Based in the historical archive, Staged Readings presents a panoramic display of mid-century leisure and entertainment. It examines best-selling novels, such as Harriet Beecher Stowe’s Uncle Tom’s Cabin and George Lippard’s The Quaker City. But it also analyzes a series of sensational melodramas, parlor theatricals, doomsday speeches, tableaux vivant displays, curiosity museum exhibits, and fake volcano explosions. These oft-overlooked spectacles capitalized on consumers’ previous cultural encounters and directed their social identifications. The book will be particularly appealing to those interested in histories of popular theater, literature and reading, social class, and mass culture.

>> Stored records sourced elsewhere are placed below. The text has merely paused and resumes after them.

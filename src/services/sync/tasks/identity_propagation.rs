//! Background identity propagation.
//!
//! Conversations persist the roster that was resolvable at merge time. As
//! the mapping store improves on later runs, this pass re-resolves every
//! stored participant against the store alone and rewrites entries a
//! strictly higher-confidence mapping now covers. Messages keep the sender
//! fields they were inserted with; only the conversation roster moves.

use tracing::{info, warn};

use crate::adapters::sqlite::{self, DbPool};
use crate::config::ResolutionDepth;
use crate::error::Result;
use crate::sync::locks::ConversationLocks;
use crate::sync::resolver::{IdentityResolver, RunCache};
use crate::types::identity::Provenance;

/// Walk every conversation and upgrade roster entries from the mapping
/// store. Never queries a platform directory. Returns the number of
/// conversations rewritten.
pub async fn run_identity_propagation(
    pool: &DbPool,
    locks: &ConversationLocks,
    min_display_confidence: u8,
) -> Result<usize> {
    let resolver = IdentityResolver::new(pool.clone(), ResolutionDepth::StoreOnly);
    let mut cache = RunCache::new();
    let conversations = sqlite::conversations::list_all_conversations(pool)?;

    let mut updated = 0;
    for snapshot in &conversations {
        let lock = locks
            .for_thread(&snapshot.account_id, &snapshot.platform_thread_id)
            .await;
        let _guard = lock.lock().await;

        // The snapshot is only a worklist. A merge may have rewritten the
        // roster while this pass waited on the lock; decide against the
        // current row, never the snapshot.
        let conversation = match sqlite::conversations::get_conversation(
            pool,
            &snapshot.account_id,
            &snapshot.platform_thread_id,
        ) {
            Ok(Some(conversation)) => conversation,
            Ok(None) => continue,
            Err(err) => {
                warn!(
                    conversation_id = %snapshot.id,
                    error = %err,
                    "Roster re-read failed, continuing with next conversation"
                );
                continue;
            }
        };

        let mut participants = conversation.participants.clone();
        let mut changed = false;

        for participant in &mut participants {
            let identity = resolver.resolve(&mut cache, None, &participant.identifier).await;
            // A placeholder result means the store still has nothing real
            // for this identifier.
            if identity.provenance == Provenance::Placeholder {
                continue;
            }
            if identity.confidence <= participant.confidence {
                continue;
            }
            participant.resolved_email = identity.email.clone();
            participant.display_name = identity
                .display_name
                .clone()
                .filter(|_| identity.confidence >= min_display_confidence);
            participant.confidence = identity.confidence;
            changed = true;
        }

        if !changed {
            continue;
        }

        match sqlite::conversations::update_participants(pool, &conversation.id, &participants) {
            Ok(()) => updated += 1,
            Err(err) => {
                warn!(
                    conversation_id = %conversation.id,
                    error = %err,
                    "Participant rewrite failed, continuing with next conversation"
                );
            }
        }
    }

    info!(
        conversations = conversations.len(),
        updated, "Identity propagation finished"
    );
    Ok(updated)
}

#[cfg(test)]
mod tests {
    use super::*;
    use crate::adapters::sqlite::identities::{upsert_identity_mapping, NewIdentityMapping};
    use crate::adapters::sqlite::{accounts, conversations, messages, pool::create_pool, schema};
    use crate::sync::grouper::ThreadGroup;
    use crate::sync::merge::merge_thread_group;
    use crate::types::identity::Identity;
    use crate::types::{Participant, ParticipantRole, PlatformKind};
    use std::collections::HashMap;
    use std::sync::Arc;
    use std::time::Duration;

    fn test_pool() -> (tempfile::TempDir, DbPool) {
        let dir = tempfile::tempdir().unwrap();
        let pool = create_pool(&dir.path().join("sync.db")).unwrap();
        schema::initialize(&pool).unwrap();
        accounts::ensure_account(&pool, "team@example.com", None).unwrap();
        (dir, pool)
    }

    fn placeholder_identity(identifier: &str) -> Identity {
        Identity {
            external_id: identifier.to_string(),
            email: Some("unknown-9f3a5b2c1d0e@unresolved.invalid".to_string()),
            display_name: Some("Unknown sender 9f3a5b".to_string()),
            domain: Some("unresolved.invalid".to_string()),
            confidence: 25,
            provenance: Provenance::Placeholder,
        }
    }

    fn seed_conversation(pool: &DbPool, identifier: &str, confidence: u8) -> String {
        let group = ThreadGroup {
            platform_thread_id: "spaces/S1".to_string(),
            subject: Some("Standup".to_string()),
            messages: vec![crate::services::sync::testing::message(
                "c1", "spaces/S1", identifier, "space", 1_000,
            )],
        };
        let mut resolved = HashMap::new();
        resolved.insert(identifier.to_string(), placeholder_identity(identifier));
        let participants = vec![Participant {
            identifier: identifier.to_string(),
            resolved_email: Some("unknown-9f3a5b2c1d0e@unresolved.invalid".to_string()),
            display_name: None,
            role: ParticipantRole::Sender,
            confidence,
        }];
        merge_thread_group(
            pool,
            "team@example.com",
            PlatformKind::Chat,
            &group,
            &resolved,
            &participants,
        )
        .unwrap()
        .conversation_id
    }

    fn directory_mapping(identifier: &str, confidence: u8) -> NewIdentityMapping {
        NewIdentityMapping {
            external_id: identifier.to_string(),
            email: Some("ada@example.com".to_string()),
            display_name: Some("Ada Lovelace".to_string()),
            domain: Some("example.com".to_string()),
            confidence,
            provenance: Provenance::Directory,
            seen_at: 1_000,
        }
    }

    #[tokio::test]
    async fn placeholder_participants_upgrade_from_the_store() {
        let (_dir, pool) = test_pool();
        let conversation_id = seed_conversation(&pool, "users/99", 25);
        upsert_identity_mapping(&pool, &directory_mapping("users/99", 100), &[]).unwrap();

        let updated = run_identity_propagation(&pool, &ConversationLocks::new(), 40)
            .await
            .unwrap();
        assert_eq!(updated, 1);

        let conversation = conversations::list_conversations(&pool, "team@example.com")
            .unwrap()
            .remove(0);
        let participant = &conversation.participants[0];
        assert_eq!(participant.identifier, "users/99");
        assert_eq!(participant.resolved_email.as_deref(), Some("ada@example.com"));
        assert_eq!(participant.display_name.as_deref(), Some("Ada Lovelace"));
        assert_eq!(participant.confidence, 100);
        assert_eq!(participant.role, ParticipantRole::Sender);

        // Messages are immutable; the historical sender snapshot stays.
        let stored = messages::fetch_conversation_messages(&pool, &conversation_id).unwrap();
        assert_eq!(
            stored[0].sender_email.as_deref(),
            Some("unknown-9f3a5b2c1d0e@unresolved.invalid")
        );
    }

    #[tokio::test]
    async fn a_merge_landing_mid_pass_is_not_overwritten() {
        let (_dir, pool) = test_pool();
        seed_conversation(&pool, "users/99", 25);
        upsert_identity_mapping(&pool, &directory_mapping("users/99", 100), &[]).unwrap();

        // Act as a concurrent account sync: hold the conversation's write
        // lock while the propagation pass starts up and snapshots.
        let locks = Arc::new(ConversationLocks::new());
        let lock = locks.for_thread("team@example.com", "spaces/S1").await;
        let guard = lock.lock().await;

        let pass = {
            let pool = pool.clone();
            let locks = locks.clone();
            tokio::spawn(async move { run_identity_propagation(&pool, &locks, 40).await })
        };
        tokio::time::sleep(Duration::from_millis(50)).await;

        // The merge this lock protects adds a second sender to the roster.
        let group = ThreadGroup {
            platform_thread_id: "spaces/S1".to_string(),
            subject: None,
            messages: vec![crate::services::sync::testing::message(
                "c2", "spaces/S1", "users/77", "space", 2_000,
            )],
        };
        let mut resolved = HashMap::new();
        resolved.insert("users/77".to_string(), placeholder_identity("users/77"));
        let roster = vec![
            Participant {
                identifier: "users/99".to_string(),
                resolved_email: Some("unknown-9f3a5b2c1d0e@unresolved.invalid".to_string()),
                display_name: None,
                role: ParticipantRole::Sender,
                confidence: 25,
            },
            Participant {
                identifier: "users/77".to_string(),
                resolved_email: Some("unknown-9f3a5b2c1d0e@unresolved.invalid".to_string()),
                display_name: None,
                role: ParticipantRole::Sender,
                confidence: 25,
            },
        ];
        merge_thread_group(
            &pool,
            "team@example.com",
            PlatformKind::Chat,
            &group,
            &resolved,
            &roster,
        )
        .unwrap();
        drop(guard);

        let updated = pass.await.unwrap().unwrap();
        assert_eq!(updated, 1);

        let conversation = conversations::list_conversations(&pool, "team@example.com")
            .unwrap()
            .remove(0);
        // Both the upgrade and the mid-pass addition survive.
        assert_eq!(conversation.participants.len(), 2);
        let upgraded = conversation
            .participants
            .iter()
            .find(|p| p.identifier == "users/99")
            .unwrap();
        assert_eq!(upgraded.resolved_email.as_deref(), Some("ada@example.com"));
        assert_eq!(upgraded.confidence, 100);
        assert!(conversation
            .participants
            .iter()
            .any(|p| p.identifier == "users/77" && p.confidence == 25));
    }

    #[tokio::test]
    async fn rosters_without_better_mappings_are_left_alone() {
        let (_dir, pool) = test_pool();
        seed_conversation(&pool, "users/42", 25);

        let updated = run_identity_propagation(&pool, &ConversationLocks::new(), 40)
            .await
            .unwrap();
        assert_eq!(updated, 0);

        let conversation = conversations::list_conversations(&pool, "team@example.com")
            .unwrap()
            .remove(0);
        assert_eq!(conversation.participants[0].confidence, 25);
    }

    #[tokio::test]
    async fn upgraded_names_still_respect_the_display_floor() {
        let (_dir, pool) = test_pool();
        seed_conversation(&pool, "users/7", 25);
        upsert_identity_mapping(&pool, &directory_mapping("users/7", 50), &[]).unwrap();

        let updated = run_identity_propagation(&pool, &ConversationLocks::new(), 60)
            .await
            .unwrap();
        assert_eq!(updated, 1);

        let conversation = conversations::list_conversations(&pool, "team@example.com")
            .unwrap()
            .remove(0);
        let participant = &conversation.participants[0];
        assert_eq!(participant.resolved_email.as_deref(), Some("ada@example.com"));
        assert!(participant.display_name.is_none());
        assert_eq!(participant.confidence, 50);
    }
}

Michael D’Alessandro is Assistant Professor of English and Theater Studies at Duke University. He holds an M.F.A. in Dramaturgy and Dramatic Criticism from Yale University and a Ph.D. in American Studies from Boston University. Before arriving at Duke, Michael was Lecturer and Assistant Director of Studies of the History and Literature Program at Harvard, and he was an AAS short-term fellow in 2013. His articles have appeared or are forthcoming in American Literary History, J19: The Journal of Nineteenth-Century Americanists, Theatre Survey, American Art, and The New England Quarterly. His first book, Staged Readings: Contesting Class in Popular American Theater and Literature, 1835-75, is available now from the University of Michigan Press.